Ao todo, a Câmara poderá ter uma economia de R$ 440 milhões
por ano. Hoje, o salário bruto médio de seus servidores é de R$ 28 mil. A ideia
é implementar um sistema de avaliação de desempenho dos servidores e aumentar o
tempo para os servidores subirem na carreira, de 10 para no mínimo 25 etapas.
Novos regimes de trabalho
A seleção de funcionários públicos da União, estados e
municípios é feita atualmente por concurso público, que são sujeitos a “estágio
probatório”, em que o candidato pode ser demitido por desempenho ruim. Na
prática, isso não ocorre e 99% dos servidores são efetivados e passam a ter
estabilidade no emprego.
A proposta de reforma do governo cria regimes diferentes,
com a retirada da estabilidade em parte das carreiras nas quais as demissões
permitidas seriam resultado de “desempenho insuficiente”. Os novos regimes são:
- Um regime de “carreiras típicas de Estado”, onde há concurso público e estabilidade,
similar ao modelo atual. Haverá, por no mínimo dois anos, um período de
experiência que substitui o estágio probatório. Serão efetivados servidores com
melhor desempenho. As funções que se enquadram nesse regime serão divulgadas
posteriormente pelo governo em um projeto de lei;
- Um regime de “cargo por prazo indeterminado”. Nele, há
concurso público seguido de um período de experiência de no mínimo um ano.
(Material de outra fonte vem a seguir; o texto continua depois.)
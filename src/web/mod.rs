pub mod api;
pub mod api_doc;
pub mod server;

pub use server::{run_server, AppState};
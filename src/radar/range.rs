use serde::{Deserialize, Serialize};
use utoipa::ToSchema;

use super::{RadarError, SarConfig};
use crate::geo::EARTH_RADIUS_M;

pub const SPEED_OF_LIGHT_M_S: f64 = 299_792_458.0;
pub const DEFAULT_LOOK_ANGLE_DEG: f64 = 30.0;

/// Which slant-range model turns the sampling window into ground ranges.
#[derive(Debug, Clone, Copy, PartialEq, Serialize, Deserialize, ToSchema)]
#[serde(tag = "kind", rename_all = "snake_case")]
pub enum RangeModel {
    /// Ambiguity-rank corrected window, needs a PRF.
    Ranked {
        #[serde(default, skip_serializing_if = "Option::is_none")]
        look_angle_deg: Option<f64>,
    },
    /// Window start/end taken as direct round-trip times.
    Legacy,
}

impl Default for RangeModel {
    fn default() -> Self {
        RangeModel::Ranked {
            look_angle_deg: None,
        }
    }
}

impl RangeModel {
    pub fn requires_prf(&self) -> bool {
        matches!(self, RangeModel::Ranked { .. })
    }
}

/// Ground distances (m) derived from the radar timing.
#[derive(Debug, Clone, Copy, PartialEq, Serialize, Deserialize, ToSchema)]
pub struct SwathRange {
    pub near_range: f64,
    pub far_range: f64,
    pub swath_width: f64,
    pub azimuth_length: f64,
}

/// Range ambiguity rank: ceil((2h / cos(look) / c - swst) * prf), floored at 0.
pub fn estimate_rank(swst: f64, prf: f64, orbit_height: f64, look_angle_deg: f64) -> u32 {
    let min_range = orbit_height / look_angle_deg.to_radians().cos();
    let min_time = 2.0 * min_range / SPEED_OF_LIGHT_M_S;
    let rank = ((min_time - swst) * prf).ceil();
    if rank.is_nan() || rank < 0.0 {
        0
    } else {
        rank as u32
    }
}

/// Slant range to ground arc distance over a spherical Earth.
///
/// When the slant range does not reach past the satellite radius the law of
/// cosines is meaningless for a sampling-window time; a flat-Earth Pythagorean
/// estimate is used instead, and if even that is impossible the slant range is
/// returned unchanged.
pub fn slant_to_ground_range(slant_range: f64, orbit_height: f64) -> f64 {
    let satellite_radius = EARTH_RADIUS_M + orbit_height;

    if slant_range <= satellite_radius {
        let ground_sq = slant_range * slant_range - orbit_height * orbit_height;
        if ground_sq > 0.0 {
            log::warn!(
                "slant range {:.0} m is within the satellite radius, using flat-Earth ground range",
                slant_range
            );
            return ground_sq.sqrt();
        }
        log::warn!(
            "slant range {:.0} m is below orbit height {:.0} m, using slant range directly",
            slant_range,
            orbit_height
        );
        return slant_range;
    }

    let cos_angle = (EARTH_RADIUS_M * EARTH_RADIUS_M + satellite_radius * satellite_radius
        - slant_range * slant_range)
        / (2.0 * EARTH_RADIUS_M * satellite_radius);
    EARTH_RADIUS_M * cos_angle.clamp(-1.0, 1.0).acos()
}

/// Half-power azimuth footprint: h * tan(lambda / antenna_width) * 2.
pub fn azimuth_length(orbit_height: f64, carrier_frequency: f64, antenna_width: f64) -> f64 {
    let wavelength = SPEED_OF_LIGHT_M_S / carrier_frequency;
    orbit_height * (wavelength / antenna_width).tan() * 2.0
}

/// Validates `config` for `model` and derives the swath range parameters.
pub fn compute_swath_range(config: &SarConfig, model: RangeModel) -> Result<SwathRange, RadarError> {
    config.validate(model.requires_prf())?;

    let (near_slant, far_slant) = match model {
        RangeModel::Ranked { look_angle_deg } => {
            let look = look_angle_deg
                .or(config.el_angle.filter(|a| *a != 0.0))
                .unwrap_or(DEFAULT_LOOK_ANGLE_DEG);
            let rank = estimate_rank(config.swst, config.prf, config.orbit_height, look);
            let rank_time = f64::from(rank) / config.prf;
            (
                0.5 * SPEED_OF_LIGHT_M_S * (rank_time + config.swst),
                0.5 * SPEED_OF_LIGHT_M_S * (rank_time + config.swst + config.swl - config.taup),
            )
        }
        RangeModel::Legacy => (
            config.swst * SPEED_OF_LIGHT_M_S / 2.0,
            (config.swst + config.swl) * SPEED_OF_LIGHT_M_S / 2.0,
        ),
    };

    let near_range = slant_to_ground_range(near_slant, config.orbit_height);
    let far_range = slant_to_ground_range(far_slant, config.orbit_height);

    let range = SwathRange {
        near_range,
        far_range,
        swath_width: far_range - near_range,
        azimuth_length: azimuth_length(config.orbit_height, config.fc, config.antenna_width),
    };
    range.validate()?;
    Ok(range)
}

impl SwathRange {
    /// Far range must lie beyond near range, both finite.
    pub fn validate(&self) -> Result<(), RadarError> {
        let finite = self.near_range.is_finite() && self.far_range.is_finite();
        if !finite || self.far_range <= self.near_range {
            return Err(RadarError::InvalidRange {
                near: self.near_range,
                far: self.far_range,
            });
        }
        Ok(())
    }
}

/// Pulses covering `seconds` at `prf`.
pub fn batch_size_for(prf: f64, seconds: f64) -> usize {
    let n = (prf * seconds).floor();
    if n.is_nan() || n < 0.0 {
        0
    } else {
        n as usize
    }
}

/// Time spanned by `pulses` at `prf`; zero without a PRF.
pub fn batch_duration(prf: f64, pulses: usize) -> f64 {
    if prf <= 0.0 {
        return 0.0;
    }
    pulses as f64 / prf
}
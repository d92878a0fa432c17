use utoipa::OpenApi;

use super::api::error::ErrorResponse;
use super::api::orbit::PositionQuery;
use super::api::swaths::{ListSwathsQuery, PathRequest, SwathCountResponse};
use super::api::tracking::{StartRequest, StopRequest, StopResponse};

#[derive(OpenApi)]
#[openapi(
    paths(
        super::api::tracking::start,
        super::api::tracking::stop,
        super::api::tracking::status,
        super::api::swaths::list_swaths,
        super::api::swaths::count_swaths,
        super::api::swaths::add_static,
        super::api::swaths::add_custom,
        super::api::swaths::add_path,
        super::api::swaths::import_backend_swaths,
        super::api::swaths::remove_swath,
        super::api::swaths::list_groups,
        super::api::swaths::group_swaths,
        super::api::swaths::remove_group,
        super::api::orbit::position,
    ),
    components(
        schemas(
            ErrorResponse,
            StartRequest,
            StopRequest,
            StopResponse,
            ListSwathsQuery,
            SwathCountResponse,
            PathRequest,
            PositionQuery,
            crate::tracker::TrackerMode,
            crate::tracker::TrackerStatus,
            crate::tracker::StopReport,
            crate::tracker::BatchTrigger,
            crate::swath::SwathInstance,
            crate::swath::SwathGeometry,
            crate::swath::SwathCorners,
            crate::swath::SwathGroup,
            crate::swath::SwathMode,
            crate::swath::PathKind,
            crate::swath::PathPoint,
            crate::orbit::OrbitSample,
            crate::pulse::SatelliteState,
            crate::backend::EchoResponse,
        )
    ),
    info(
        title = "Swath-O-Mat API",
        description = "Realtime SAR swath tracking and footprint catalog",
        version = "0.1.0"
    ),
    tags(
        (name = "tracking", description = "Realtime tracking sessions"),
        (name = "swaths", description = "Swath footprints"),
        (name = "groups", description = "Swath groups"),
        (name = "orbit", description = "Orbit propagation")
    )
)]
pub struct ApiDoc;
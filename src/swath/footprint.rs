use super::{SwathCorners, SwathError, SwathGeometry};
use crate::geo::EARTH_RADIUS_M;

/// Four ground corners of the illuminated patch.
///
/// Flat-Earth small-angle offsets from the centre: range edges lie along the
/// cross-track axis (heading + 90 deg), azimuth edges half the azimuth length
/// either side along track. Good for extents that are small next to the
/// Earth's radius, not geodesically exact.
pub fn compute_corners(geometry: &SwathGeometry) -> Result<SwathCorners, SwathError> {
    let values = [
        geometry.center_lat,
        geometry.center_lon,
        geometry.heading,
        geometry.near_range,
        geometry.far_range,
        geometry.azimuth_length,
    ];
    if values.iter().any(|v| !v.is_finite()) {
        return Err(SwathError::NonFinite);
    }
    if geometry.far_range <= geometry.near_range {
        return Err(SwathError::InvalidRange {
            near: geometry.near_range,
            far: geometry.far_range,
        });
    }

    let heading = geometry.heading.to_radians();
    let cross_track = heading + std::f64::consts::FRAC_PI_2;
    let lat0 = geometry.center_lat.to_radians();
    let lon0 = geometry.center_lon.to_radians();
    let lon_scale = lat0.cos();

    let near = geometry.near_range / EARTH_RADIUS_M;
    let far = geometry.far_range / EARTH_RADIUS_M;
    let half_az = geometry.azimuth_length / 2.0 / EARTH_RADIUS_M;

    let corner = |range: f64, azimuth: f64| -> [f64; 2] {
        let lat = lat0 + range * cross_track.cos() + azimuth * heading.cos();
        let lon = lon0 + (range * cross_track.sin() + azimuth * heading.sin()) / lon_scale;
        [lon.to_degrees(), lat.to_degrees()]
    };

    Ok(SwathCorners {
        top_left: corner(near, -half_az),
        top_right: corner(near, half_az),
        bottom_right: corner(far, half_az),
        bottom_left: corner(far, -half_az),
    })
}

/// Great-circle angle in degrees between two `[lon, lat]` points.
pub fn angular_distance_deg(a: [f64; 2], b: [f64; 2]) -> f64 {
    let (lat1, lat2) = (a[1].to_radians(), b[1].to_radians());
    let dlat = lat2 - lat1;
    let dlon = (b[0] - a[0]).to_radians();
    let h = (dlat / 2.0).sin().powi(2) + lat1.cos() * lat2.cos() * (dlon / 2.0).sin().powi(2);
    (2.0 * h.sqrt().min(1.0).asin()).to_degrees()
}

#[cfg(test)]
mod tests {
    use super::*;

    fn korea() -> SwathGeometry {
        SwathGeometry {
            center_lat: 37.5,
            center_lon: 127.0,
            heading: 0.0,
            near_range: 200_000.0,
            far_range: 600_000.0,
            swath_width: 400_000.0,
            azimuth_length: 50_000.0,
            satellite_altitude: None,
            look_angle: None,
        }
    }

    #[test]
    fn near_corners_are_closer_than_far_corners() {
        let geometry = korea();
        let corners = compute_corners(&geometry).unwrap();

        let all = corners.as_array();
        for i in 0..4 {
            for j in (i + 1)..4 {
                assert_ne!(all[i], all[j], "corners {i} and {j} coincide");
            }
        }

        let centre = [geometry.center_lon, geometry.center_lat];
        let near = [corners.top_left, corners.top_right].map(|c| angular_distance_deg(centre, c));
        let far =
            [corners.bottom_right, corners.bottom_left].map(|c| angular_distance_deg(centre, c));
        for n in near {
            for f in far {
                assert!(n < f, "near {n} vs far {f}");
            }
        }
    }

    #[test]
    fn heading_north_looks_east() {
        let corners = compute_corners(&korea()).unwrap();
        // Cross-track is east: all corners east of centre, azimuth splits north/south.
        for [lon, _] in corners.as_array() {
            assert!(lon > 127.0);
        }
        assert!(corners.top_right[1] > 37.5);
        assert!(corners.top_left[1] < 37.5);
        assert!((corners.top_left[1] - corners.bottom_left[1]).abs() < 1e-12);
    }

    #[test]
    fn rejects_inverted_or_empty_range() {
        let mut geometry = korea();
        geometry.far_range = geometry.near_range;
        assert_eq!(
            compute_corners(&geometry),
            Err(SwathError::InvalidRange {
                near: 200_000.0,
                far: 200_000.0
            })
        );

        geometry.far_range = 100_000.0;
        assert!(matches!(
            compute_corners(&geometry),
            Err(SwathError::InvalidRange { .. })
        ));

        let mut geometry = korea();
        geometry.center_lat = f64::NAN;
        assert_eq!(compute_corners(&geometry), Err(SwathError::NonFinite));
    }

    #[test]
    fn heading_east_looks_south() {
        let mut geometry = korea();
        geometry.heading = 90.0;
        let corners = compute_corners(&geometry).unwrap();
        for [_, lat] in corners.as_array() {
            assert!(lat < 37.5);
        }
    }
}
Esse
grupo terá estabilidade flexível, e está sujeito a demissão em casos de
necessidade de corte de gastos ou extinção da função por avanços tecnológicos;
- Um grupo de “vínculo de prazo determinado”, ou seja, cargo
temporário. Neste regime, não há concurso público. Segundo o Ministério da
Economia, a admissão será feita em um processo simplificado. Esses servidores
devem ser contratados para demandas pontuais e temporárias, como desastres
naturais;
- Um grupo de “cargo de liderança e assessoramento”, no qual
não há concurso público ou estabilidade
e o vínculo é temporário. Este grupo corresponde aos cargos de confiança.
Retirada de benefícios
Outro aspecto importante da reforma consiste em eliminar os
chamados “penduricalhos”, que são vantagens, benefícios e mecanismos previstos
nas carreiras públicas e que, em alguns casos, se acumulam e levam a
supersalários no setor público. Entre eles, destacam-se as férias com duração
superior a 30 dias, aumentos retroativos e a progressão de carreira baseada
exclusivamente em tempo de serviço. O texto também retira a possibilidade de
aposentadoria compulsória como punição aos servidores – considerada um
benefício disfarçado de punição.
Para José Maurício Caldeira, da Asperbras, ainda há muito espaço de discussão da reforma administrativa no Congresso e o debate está apenas começando. “O importante é que finalmente colocamos esse tema fundamental em pauta e poderemos trabalhar para termos a melhor e mais adequada legislação para que o país se desvencilhe dos fatores que travam seu crescimento econômico”, afirma Caldeira.